The 7 Areas are split between Metropolitan and Regional. The Metro Areas report to the Assistant Commissioner of Metropolitan Operations, whilst the Regional Areas report to the Assistant Commissioner of Regional Operations. Both of these officers then report to the Deputy Commissioner of Field Operations, who in turn reports to the Commissioner. This tiered system means that management can be tailored at each level to suit local operational needs.

Specialist Sections

Fire and Rescue NSW operate a number of specialist operational and support sections including;

Operational Communications – Responsible for Triple Zero call taking, dispatch and emergency communications, operating out of two Communications Centres at Alexandria and Newcastle.

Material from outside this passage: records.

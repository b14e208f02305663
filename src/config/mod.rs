//! Configuration types for the DataHub client.
//!
//! # Overview
//!
//! - [`DataHubConfig`]: connection settings for a single DataHub instance
//! - [`DataHubConfigBuilder`]: a builder for constructing [`DataHubConfig`]
//! - [`GraphqlEndpoint`]: a validated GraphQL endpoint URL
//! - [`AccessToken`]: a validated bearer token with masked debug output
//!
//! # Example
//!
//! ```rust
//! use datahub_edp::{AccessToken, DataHubConfig, GraphqlEndpoint};
//!
//! let config = DataHubConfig::builder()
//!     .endpoint(GraphqlEndpoint::new("https://datahub.example.com/api/graphql").unwrap())
//!     .token(AccessToken::new("my-token").unwrap())
//!     .build()
//!     .unwrap();
//!
//! assert!(config.verify_tls());
//! ```

mod newtypes;

pub use newtypes::{AccessToken, GraphqlEndpoint};

use crate::error::ConfigError;

/// Connection settings for a DataHub instance.
///
/// The configuration is immutable once built. A client built from it
/// holds its own copy, so the same configuration can seed many clients.
///
/// # TLS Verification
///
/// Certificate verification is on by default. Turning it off with
/// [`DataHubConfigBuilder::verify_tls`] only affects clients created from
/// this configuration; nothing process-wide is changed.
#[derive(Clone, Debug)]
pub struct DataHubConfig {
    endpoint: GraphqlEndpoint,
    token: AccessToken,
    verify_tls: bool,
    user_agent_prefix: Option<String>,
}

impl DataHubConfig {
    /// Creates a new builder for constructing a `DataHubConfig`.
    #[must_use]
    pub fn builder() -> DataHubConfigBuilder {
        DataHubConfigBuilder::new()
    }

    /// Returns the GraphQL endpoint.
    #[must_use]
    pub const fn endpoint(&self) -> &GraphqlEndpoint {
        &self.endpoint
    }

    /// Returns the bearer token.
    #[must_use]
    pub const fn token(&self) -> &AccessToken {
        &self.token
    }

    /// Returns whether TLS certificates are verified.
    #[must_use]
    pub const fn verify_tls(&self) -> bool {
        self.verify_tls
    }

    /// Returns the user agent prefix, if configured.
    #[must_use]
    pub fn user_agent_prefix(&self) -> Option<&str> {
        self.user_agent_prefix.as_deref()
    }
}

// Verify DataHubConfig is Send + Sync at compile time
const _: fn() = || {
    const fn assert_send_sync<T: Send + Sync>() {}
    assert_send_sync::<DataHubConfig>();
};

/// Builder for constructing [`DataHubConfig`] instances.
///
/// Required fields are `endpoint` and `token`.
///
/// # Defaults
///
/// - `verify_tls`: `true`
/// - `user_agent_prefix`: `None`
///
/// # Example
///
/// ```rust
/// use datahub_edp::{AccessToken, DataHubConfig, GraphqlEndpoint};
///
/// let config = DataHubConfig::builder()
///     .endpoint(GraphqlEndpoint::new("https://datahub.internal/api/graphql").unwrap())
///     .token(AccessToken::new("token").unwrap())
///     .verify_tls(false)
///     .user_agent_prefix("metadata-sync/2.1")
///     .build()
///     .unwrap();
///
/// assert!(!config.verify_tls());
/// ```
#[derive(Debug, Default)]
pub struct DataHubConfigBuilder {
    endpoint: Option<GraphqlEndpoint>,
    token: Option<AccessToken>,
    verify_tls: Option<bool>,
    user_agent_prefix: Option<String>,
}

impl DataHubConfigBuilder {
    /// Creates a new builder with default values.
    #[must_use]
    pub fn new() -> Self {
        Self::default()
    }

    /// Sets the GraphQL endpoint (required).
    #[must_use]
    pub fn endpoint(mut self, endpoint: GraphqlEndpoint) -> Self {
        self.endpoint = Some(endpoint);
        self
    }

    /// Sets the bearer token (required).
    #[must_use]
    pub fn token(mut self, token: AccessToken) -> Self {
        self.token = Some(token);
        self
    }

    /// Sets whether TLS certificates are verified.
    #[must_use]
    pub const fn verify_tls(mut self, verify: bool) -> Self {
        self.verify_tls = Some(verify);
        self
    }

    /// Sets the user agent prefix for HTTP requests.
    #[must_use]
    pub fn user_agent_prefix(mut self, prefix: impl Into<String>) -> Self {
        self.user_agent_prefix = Some(prefix.into());
        self
    }

    /// Builds the [`DataHubConfig`], validating that required fields are set.
    ///
    /// # Errors
    ///
    /// Returns [`ConfigError::MissingRequiredField`] if `endpoint` or
    /// `token` are not set.
    pub fn build(self) -> Result<DataHubConfig, ConfigError> {
        let endpoint = self
            .endpoint
            .ok_or(ConfigError::MissingRequiredField { field: "endpoint" })?;
        let token = self
            .token
            .ok_or(ConfigError::MissingRequiredField { field: "token" })?;

        Ok(DataHubConfig {
            endpoint,
            token,
            verify_tls: self.verify_tls.unwrap_or(true),
            user_agent_prefix: self.user_agent_prefix,
        })
    }
}

#[cfg(test)]
mod tests {
    use super::*;

    fn endpoint() -> GraphqlEndpoint {
        GraphqlEndpoint::new("https://datahub.example.com/api/graphql").unwrap()
    }

    #[test]
    fn test_builder_requires_endpoint() {
        let result = DataHubConfigBuilder::new()
            .token(AccessToken::new("token").unwrap())
            .build();

        assert!(matches!(
            result,
            Err(ConfigError::MissingRequiredField { field: "endpoint" })
        ));
    }

    #[test]
    fn test_builder_requires_token() {
        let result = DataHubConfigBuilder::new().endpoint(endpoint()).build();

        assert!(matches!(
            result,
            Err(ConfigError::MissingRequiredField { field: "token" })
        ));
    }

    #[test]
    fn test_builder_verifies_tls_by_default() {
        let config = DataHubConfig::builder()
            .endpoint(endpoint())
            .token(AccessToken::new("token").unwrap())
            .build()
            .unwrap();

        assert!(config.verify_tls());
        assert!(config.user_agent_prefix().is_none());
    }

    #[test]
    fn test_builder_with_all_optional_fields() {
        let config = DataHubConfig::builder()
            .endpoint(endpoint())
            .token(AccessToken::new("token").unwrap())
            .verify_tls(false)
            .user_agent_prefix("sync-job/1.0")
            .build()
            .unwrap();

        assert!(!config.verify_tls());
        assert_eq!(config.user_agent_prefix(), Some("sync-job/1.0"));
        assert_eq!(config.endpoint(), &endpoint());
        assert_eq!(config.token().as_ref(), "token");
    }

    #[test]
    fn test_config_debug_does_not_leak_token() {
        let config = DataHubConfig::builder()
            .endpoint(endpoint())
            .token(AccessToken::new("very-secret").unwrap())
            .build()
            .unwrap();

        let debug_str = format!("{:?}", config);
        assert!(debug_str.contains("DataHubConfig"));
        assert!(!debug_str.contains("very-secret"));
    }
}
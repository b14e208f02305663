//! Description updates and dataset lookups.

use serde_json::json;

use crate::clients::graphql::{GraphqlRequest, GraphqlTransport};
use crate::metadata::documents;
use crate::metadata::errors::require_non_empty;
use crate::metadata::types::{Dataset, EditableProperties};
use crate::metadata::{DataHubClient, DataHubError};

/// The kind of entity whose description is being changed.
///
/// DataHub exposes a different mutation for each.
#[derive(Clone, Copy, Debug, PartialEq, Eq, Hash)]
pub enum DescriptionTarget {
    /// `updateDescription`, which returns only a success flag.
    Container,
    /// `updateDataset`, which echoes the stored editable properties.
    Dataset,
}

impl<T: GraphqlTransport> DataHubClient<T> {
    /// Replaces the editable description of a container or dataset.
    ///
    /// Returns the description as stored. For containers the server only
    /// acknowledges the write, so the echo is the submitted text; `None`
    /// means the server declined the update.
    ///
    /// # Errors
    ///
    /// Returns [`DataHubError::InvalidArgument`] for an empty URN, and
    /// [`DataHubError::RequestFailed`] if the round trip fails.
    pub async fn update_description(
        &self,
        urn: &str,
        description: &str,
        target: DescriptionTarget,
    ) -> Result<Option<EditableProperties>, DataHubError> {
        require_non_empty("urn", urn)?;

        match target {
            DescriptionTarget::Container => {
                let request = GraphqlRequest::new(documents::UPDATE_CONTAINER_DESCRIPTION)
                    .operation_name("updateDescription")
                    .variable(
                        "input",
                        json!({ "description": description, "resourceUrn": urn }),
                    );
                let updated: Option<bool> = self.fetch(request, "updateDescription").await?;
                Ok(updated.unwrap_or(false).then(|| EditableProperties {
                    description: Some(description.to_string()),
                }))
            }
            DescriptionTarget::Dataset => {
                #[derive(serde::Deserialize)]
                #[serde(rename_all = "camelCase")]
                struct UpdatedDataset {
                    editable_properties: Option<EditableProperties>,
                }

                let request = GraphqlRequest::new(documents::UPDATE_DATASET_DESCRIPTION)
                    .operation_name("updateDataset")
                    .variable("urn", urn)
                    .variable(
                        "input",
                        json!({ "editableProperties": { "description": description } }),
                    );
                let updated: Option<UpdatedDataset> = self.fetch(request, "updateDataset").await?;
                Ok(updated.and_then(|d| d.editable_properties))
            }
        }
    }

    /// Fetches a dataset's custom properties; `None` when it does not exist.
    ///
    /// # Errors
    ///
    /// Returns [`DataHubError::InvalidArgument`] for an empty URN, and
    /// [`DataHubError::RequestFailed`] if the round trip fails.
    pub async fn get_dataset_custom_properties(
        &self,
        urn: &str,
    ) -> Result<Option<Dataset>, DataHubError> {
        self.get_dataset(documents::DATASET_CUSTOM_PROPERTIES, "datasetCustomProperties", urn)
            .await
    }

    /// Fetches a dataset's tags; `None` when it does not exist.
    ///
    /// # Errors
    ///
    /// Returns [`DataHubError::InvalidArgument`] for an empty URN, and
    /// [`DataHubError::RequestFailed`] if the round trip fails.
    pub async fn get_dataset_tags(&self, urn: &str) -> Result<Option<Dataset>, DataHubError> {
        self.get_dataset(documents::DATASET_TAGS, "datasetTags", urn)
            .await
    }

    async fn get_dataset(
        &self,
        document: &'static str,
        operation: &'static str,
        urn: &str,
    ) -> Result<Option<Dataset>, DataHubError> {
        require_non_empty("urn", urn)?;
        let request = GraphqlRequest::new(document)
            .operation_name(operation)
            .variable("urn", urn);
        self.fetch(request, "dataset").await
    }
}
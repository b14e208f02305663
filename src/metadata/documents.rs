//! Fixed GraphQL documents sent to DataHub.
//!
//! Every value reaches the server through a variable. Mutations that differ
//! only by field name get one constant each; none of these strings is ever
//! formatted at runtime.

pub const LIST_INGESTION_SOURCES: &str = r"
query listIngestionSources($input: ListIngestionSourcesInput!) {
  listIngestionSources(input: $input) {
    start
    count
    total
    ingestionSources {
      urn
      name
      type
      schedule {
        interval
        timezone
      }
      platform {
        name
      }
      config {
        version
        executorId
        recipe
      }
    }
  }
}
";

pub const CREATE_INGESTION_SOURCE: &str = r"
mutation createIngestionSource($input: UpdateIngestionSourceInput!) {
  createIngestionSource(input: $input)
}
";

pub const UPDATE_INGESTION_SOURCE: &str = r"
mutation updateIngestionSource($urn: String!, $input: UpdateIngestionSourceInput!) {
  updateIngestionSource(urn: $urn, input: $input)
}
";

pub const CREATE_SECRET: &str = r"
mutation createSecret($input: CreateSecretInput!) {
  createSecret(input: $input)
}
";

/// Shared by every `searchAcrossEntities` call; fragments cover the entity
/// kinds the typed wrappers read.
pub const SEARCH_ACROSS_ENTITIES: &str = r"
query searchAcrossEntities($input: SearchAcrossEntitiesInput!) {
  searchAcrossEntities(input: $input) {
    start
    count
    total
    searchResults {
      entity {
        urn
        type
        ... on Container {
          properties {
            name
          }
          editableProperties {
            description
          }
        }
        ... on Dataset {
          name
          properties {
            name
          }
          editableProperties {
            description
          }
          schemaMetadata {
            fields {
              fieldPath
            }
          }
        }
        ... on DataPlatform {
          properties {
            displayName
          }
        }
      }
    }
  }
}
";

/// Shared by every single-type `search` call.
pub const SEARCH: &str = r"
query search($input: SearchInput!) {
  search(input: $input) {
    start
    count
    total
    searchResults {
      entity {
        urn
        type
        ... on Dataset {
          name
          properties {
            name
          }
          tags {
            tags {
              tag {
                urn
                name
              }
              associatedUrn
            }
          }
        }
      }
    }
  }
}
";

pub const CONTAINER_ENTITIES: &str = r"
query containerEntities($urn: String!) {
  container(urn: $urn) {
    entities {
      start
      count
      total
      searchResults {
        entity {
          urn
          type
        }
      }
    }
  }
}
";

pub const UPDATE_CONTAINER_DESCRIPTION: &str = r"
mutation updateDescription($input: DescriptionUpdateInput!) {
  updateDescription(input: $input)
}
";

pub const UPDATE_DATASET_DESCRIPTION: &str = r"
mutation updateDataset($urn: String!, $input: DatasetUpdateInput!) {
  updateDataset(urn: $urn, input: $input) {
    editableProperties {
      description
    }
  }
}
";

pub const DATASET_CUSTOM_PROPERTIES: &str = r"
query datasetCustomProperties($urn: String!) {
  dataset(urn: $urn) {
    urn
    name
    properties {
      customProperties {
        key
        value
        associatedUrn
      }
    }
  }
}
";

pub const DATASET_TAGS: &str = r"
query datasetTags($urn: String!) {
  dataset(urn: $urn) {
    urn
    name
    tags {
      tags {
        tag {
          urn
          name
          description
        }
        associatedUrn
      }
    }
  }
}
";

pub const CREATE_TAG: &str = r"
mutation createTag($input: CreateTagInput!) {
  createTag(input: $input)
}
";

pub const DELETE_TAG: &str = r"
mutation deleteTag($urn: String!) {
  deleteTag(urn: $urn)
}
";

pub const TAG: &str = r"
query tag($urn: String!) {
  tag(urn: $urn) {
    urn
    properties {
      name
      description
    }
  }
}
";

pub const BATCH_ADD_TAGS: &str = r"
mutation batchAddTags($tagUrns: [String!]!, $resources: [ResourceRefInput!]!) {
  batchAddTags(input: { tagUrns: $tagUrns, resources: $resources })
}
";

pub const BATCH_REMOVE_TAGS: &str = r"
mutation batchRemoveTags($tagUrns: [String!]!, $resources: [ResourceRefInput!]!) {
  batchRemoveTags(input: { tagUrns: $tagUrns, resources: $resources })
}
";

Fire Investigation and Research – Responsible for investigating the cause and origin of fires (including the operation of Australia's first accelerant detection dogs), as well as research into fire behaviour and fire dynamics, who operate out of their base at Greenacre and their research centre at Londonderry.

Community and Fire Safety – Responsible for increasing community and business resilience to emergencies through community education as well as in the field assessments and inspections.

Education and Training – Responsible for providing education and training for firefighters, utilising the Emergency Services Academy at Orchard Hills.

Capability Management – Responsible for developing and enhancing Fire and Rescue's operational capabilities, including Firefighting, Rescue, HazMat, Incident Management and others. 

Specialised Operations – Responsible for managing Fire and Rescue's Rescue, USAR, HazMat, Bushfire and Aviation Sections. They run from a number of locations, mainly the Specialised Operations Centre at the Orchard Hills Academy.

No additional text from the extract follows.